The CEO of AFA JCDecaux arranged a rather outrageous stunt to make a point to his employees about effective communication in the workplace. Over the course of a few days he arranged for his IT manager to intercept everyone’s internal e-mails and post them by regular, good old-fashioned snail mail. So a few days later each employee received a surprise, in the form of a honking huge whack of mail. Outrageous? Maybe. But the point was made, and the use of e-mail in their office plunged dramatically as employees opted to either pick up the phone or get off their chairs to talk to colleagues. There’s a big difference between effective communication and efficient communication. Of course e-mail is a wonderfully efficient tool (heck, if I could phone up each of you every Wednesday and have a little chat with you that would be fabulous, but alas, it’s a tad unrealistic).
But e-mail is not always the most effective way to communicate.
As I wrote about last fall, one study found that 50% of all e-mails have a tonal issue: the person receiving the e-mail isn’t completely sure what the sender’s intended tone was.
So to encourage more effective face-to-face conversations and interaction at work (which strengthens relationships, boosts happiness levels, improves morale, builds trust, sparks more creative thinking and reduces stress and conflicts), many workplaces are designing their offices in such a way so as to encourage more cross-fertilization.
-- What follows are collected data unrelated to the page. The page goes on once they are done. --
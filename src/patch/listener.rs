//! Messages coming back from the patch

use std::io::Read;
use std::thread::{self, JoinHandle};

use tracing::{info, warn};

use super::FudiDecoder;

/// Callback object for output of the patch runtime
///
/// Kept apart from any UI type so the listener can outlive, or run on a
/// different thread than, whatever drives the controls.
pub trait PatchListener {
    /// Text the patch printed, atoms joined by spaces
    fn print(&mut self, message: &str);
}

/// Forwards patch output to the log
#[derive(Debug, Default)]
pub struct TraceListener;

impl PatchListener for TraceListener {
    fn print(&mut self, message: &str) {
        info!(target: "patch", "{}", message);
    }
}

/// Decode FUDI from `reader` on a new thread, handing each message to `listener`
///
/// The thread ends when the reader reaches end of stream or fails.
pub fn listen<R, L>(mut reader: R, mut listener: L) -> std::io::Result<JoinHandle<()>>
where
    R: Read + Send + 'static,
    L: PatchListener + Send + 'static,
{
    thread::Builder::new()
        .name("patch-listener".to_string())
        .spawn(move || {
            let mut decoder = FudiDecoder::new();
            let mut buf = [0u8; 1024];
            let mut pending = Vec::new();
            loop {
                let n = match reader.read(&mut buf) {
                    Ok(0) => break,
                    Ok(n) => n,
                    Err(e) if e.kind() == std::io::ErrorKind::Interrupted => continue,
                    Err(e) => {
                        warn!("patch listener stopped: {}", e);
                        break;
                    }
                };
                pending.extend_from_slice(&buf[..n]);

                let text = take_text(&mut pending);
                for atoms in decoder.feed(&text) {
                    listener.print(&atoms.join(" "));
                }
            }
        })
}

/// Remove and return the decodable text at the front of `pending`
///
/// Invalid bytes are skipped; an incomplete sequence at the end stays
/// behind for the next read.
fn take_text(pending: &mut Vec<u8>) -> String {
    let mut text = String::new();
    let mut start = 0;
    while start < pending.len() {
        match std::str::from_utf8(&pending[start..]) {
            Ok(rest) => {
                text.push_str(rest);
                start = pending.len();
            }
            Err(e) => {
                let valid = start + e.valid_up_to();
                text.push_str(&String::from_utf8_lossy(&pending[start..valid]));
                match e.error_len() {
                    Some(len) => {
                        warn!(bytes = len, "dropping undecodable patch output");
                        start = valid + len;
                    }
                    None => {
                        start = valid;
                        break;
                    }
                }
            }
        }
    }
    pending.drain(..start);
    text
}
For example, Steve Jobs insisted on a re-design of Pixar’s physical space to force employees to intermingle in a large central atrium.
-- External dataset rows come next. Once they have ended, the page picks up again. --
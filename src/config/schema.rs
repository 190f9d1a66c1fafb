//! Configuration schema definitions

use anyhow::{bail, Result};
use serde::{Deserialize, Serialize};

use crate::control::ControlPolicy;
use crate::mapping::{Curve, StepValueMapper};

/// Accent counts the patch accepts
pub const ACCENT_RANGE: std::ops::RangeInclusive<u32> = 1..=128;

/// Presets reachable from the number keys
pub const MAX_PRESETS: usize = 9;

/// Main configuration for the metronome
#[derive(Debug, Clone, Serialize, Deserialize)]
pub struct MetronomeConfig {
    /// Volume slider (gain, 0..1)
    #[serde(default)]
    pub volume: ControlConfig,

    /// Tempo slider (milliseconds per beat, slow at the bottom)
    #[serde(default)]
    pub tempo: ControlConfig,

    /// Beats between accented beats (default: 12)
    #[serde(default = "default_accent")]
    pub accent: u32,

    /// Beats between sub-accented beats (default: 4)
    #[serde(default = "default_sub_accent")]
    pub sub_accent: u32,

    /// Tempo presets in milliseconds per beat
    #[serde(default = "default_presets")]
    pub presets: Vec<f64>,

    /// Where the patch is and how its receivers are named
    #[serde(default)]
    pub patch: PatchConfig,
}

fn default_accent() -> u32 { 12 }
fn default_sub_accent() -> u32 { 4 }
fn default_presets() -> Vec<f64> { vec![1000.0, 875.0, 750.0] }

impl Default for MetronomeConfig {
    fn default() -> Self {
        Self {
            volume: ControlConfig::default(),
            tempo: ControlConfig::default(),
            accent: default_accent(),
            sub_accent: default_sub_accent(),
            presets: default_presets(),
            patch: PatchConfig::default(),
        }
    }
}

impl MetronomeConfig {
    /// Volume settings with defaults filled in
    pub fn volume(&self) -> ControlSettings {
        self.volume.resolve(ControlSettings {
            minimum: 0.001,
            maximum: 1.0,
            value: 0.35,
            curve: Curve::Logarithmic,
            policy: ControlPolicy {
                silent_at_zero: true,
                clamp_on_set: false,
            },
        })
    }

    /// Tempo settings with defaults filled in
    pub fn tempo(&self) -> ControlSettings {
        self.tempo.resolve(ControlSettings {
            minimum: 2000.0,
            maximum: 20.0,
            value: 1000.0,
            curve: Curve::Logarithmic,
            policy: ControlPolicy::default(),
        })
    }

    /// Validate the configuration
    pub fn validate(&self) -> Result<()> {
        if !ACCENT_RANGE.contains(&self.accent) {
            bail!("Accent must be between 1 and 128");
        }
        if !ACCENT_RANGE.contains(&self.sub_accent) {
            bail!("Sub-accent must be between 1 and 128");
        }

        if self.presets.is_empty() {
            bail!("At least one tempo preset is required");
        }
        if self.presets.len() > MAX_PRESETS {
            bail!("At most {} tempo presets are supported", MAX_PRESETS);
        }
        if let Some(bad) = self.presets.iter().find(|p| !p.is_finite() || **p <= 0.0) {
            bail!("Tempo presets must be positive, got {}", bad);
        }

        let volume = self.volume();
        if !volume.is_finite() {
            bail!("Volume settings must be finite numbers");
        }

        // BPM is 60000 / ms, so the tempo range must stay off zero
        let tempo = self.tempo();
        if !tempo.is_finite() {
            bail!("Tempo settings must be finite numbers");
        }
        if tempo.minimum <= 0.0 || tempo.maximum <= 0.0 {
            bail!("Tempo bounds must be positive");
        }

        if self.patch.prefix.chars().any(char::is_whitespace) {
            bail!("Patch prefix must not contain whitespace");
        }

        Ok(())
    }
}

/// One slider as written in the file; absent keys take the parameter's defaults
#[derive(Debug, Clone, Default, Serialize, Deserialize)]
pub struct ControlConfig {
    /// Value at the bottom of the slider
    pub minimum: Option<f64>,

    /// Value at the top of the slider
    pub maximum: Option<f64>,

    /// Starting value, clamped into range
    pub value: Option<f64>,

    /// Slider curve
    pub curve: Option<Curve>,

    /// Bottom of the slider sends exactly 0
    pub silent_at_zero: Option<bool>,

    /// Typed values are clamped into range
    pub clamp_on_set: Option<bool>,
}

impl ControlConfig {
    /// Fill absent keys from `defaults`
    pub fn resolve(&self, defaults: ControlSettings) -> ControlSettings {
        ControlSettings {
            minimum: self.minimum.unwrap_or(defaults.minimum),
            maximum: self.maximum.unwrap_or(defaults.maximum),
            value: self.value.unwrap_or(defaults.value),
            curve: self.curve.unwrap_or(defaults.curve),
            policy: ControlPolicy {
                silent_at_zero: self.silent_at_zero.unwrap_or(defaults.policy.silent_at_zero),
                clamp_on_set: self.clamp_on_set.unwrap_or(defaults.policy.clamp_on_set),
            },
        }
    }
}

/// Fully specified slider settings
#[derive(Debug, Clone, Copy, PartialEq)]
pub struct ControlSettings {
    pub minimum: f64,
    pub maximum: f64,
    pub value: f64,
    pub curve: Curve,
    pub policy: ControlPolicy,
}

impl ControlSettings {
    /// Build the mapper these settings describe
    pub fn mapper(&self) -> StepValueMapper {
        StepValueMapper::new(self.minimum, self.maximum, self.value, self.curve)
    }

    /// Bounds were given top first, so the slider runs from `minimum` down
    pub fn is_reversed(&self) -> bool {
        self.minimum > self.maximum
    }

    fn is_finite(&self) -> bool {
        self.minimum.is_finite() && self.maximum.is_finite() && self.value.is_finite()
    }
}

/// Patch connection settings
#[derive(Debug, Clone, Default, Serialize, Deserialize)]
pub struct PatchConfig {
    /// Prepended to every receive name, e.g. `"1003-"` for a `$0-vol` receiver
    #[serde(default)]
    pub prefix: String,

    /// `host:port` of the patch's `[netreceive]` (None = dry run)
    pub address: Option<String>,
}

#[cfg(test)]
mod tests {
    use super::*;

    #[test]
    fn test_empty_object_is_default() {
        let config: MetronomeConfig = serde_json::from_str("{}").unwrap();
        assert_eq!(config.accent, 12);
        assert_eq!(config.sub_accent, 4);
        assert_eq!(config.presets, vec![1000.0, 875.0, 750.0]);
        assert!(config.patch.address.is_none());
        assert!(config.validate().is_ok());
    }

    #[test]
    fn test_default_control_settings() {
        let config = MetronomeConfig::default();

        let volume = config.volume();
        assert_eq!(volume.minimum, 0.001);
        assert_eq!(volume.value, 0.35);
        assert!(volume.policy.silent_at_zero);
        assert!(!volume.policy.clamp_on_set);

        let tempo = config.tempo();
        assert_eq!((tempo.minimum, tempo.maximum), (2000.0, 20.0));
        assert!(!tempo.policy.silent_at_zero);

        assert!(tempo.is_reversed());
        assert!(!volume.is_reversed());

        let mapper = tempo.mapper();
        assert_eq!(mapper.minimum(), 20.0);
        assert_eq!(mapper.maximum(), 2000.0);
    }

    #[test]
    fn test_partial_control_keeps_parameter_defaults() {
        let json = r#"{ "volume": { "maximum": 2.0, "curve": "linear" } }"#;
        let config: MetronomeConfig = serde_json::from_str(json).unwrap();

        let volume = config.volume();
        assert_eq!(volume.minimum, 0.001);
        assert_eq!(volume.maximum, 2.0);
        assert_eq!(volume.curve, Curve::Linear);
        assert!(volume.policy.silent_at_zero);
    }

    #[test]
    fn test_accent_out_of_range() {
        let config = MetronomeConfig {
            accent: 0,
            ..Default::default()
        };
        assert!(config.validate().is_err());

        let config = MetronomeConfig {
            sub_accent: 129,
            ..Default::default()
        };
        assert!(config.validate().is_err());
    }

    #[test]
    fn test_presets_validated() {
        let none = MetronomeConfig {
            presets: vec![],
            ..Default::default()
        };
        assert!(none.validate().is_err());

        let negative = MetronomeConfig {
            presets: vec![500.0, -1.0],
            ..Default::default()
        };
        assert!(negative.validate().is_err());

        let too_many = MetronomeConfig {
            presets: vec![500.0; MAX_PRESETS + 1],
            ..Default::default()
        };
        assert!(too_many.validate().is_err());
    }

    #[test]
    fn test_tempo_must_stay_positive() {
        let mut config = MetronomeConfig::default();
        config.tempo.minimum = Some(0.0);
        assert!(config.validate().is_err());
    }

    #[test]
    fn test_prefix_without_whitespace() {
        let mut config = MetronomeConfig::default();
        config.patch.prefix = "bad prefix-".to_string();
        assert!(config.validate().is_err());

        config.patch.prefix = "1003-".to_string();
        assert!(config.validate().is_ok());
    }
}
Other companies have created “e-mail free” days to encourage people to get off the grid and off their duff. One company has a policy that discourages employees from sending e-mails to anyone who works on the same floor as them.
Now I’m not a fan of creating more rules or policies, but given the amount of time and stress e-mail causes, and how much of a productivity drain it is, email’s use and impact is worth chatting about in your workplace.
Just make sure you have the conversation in person.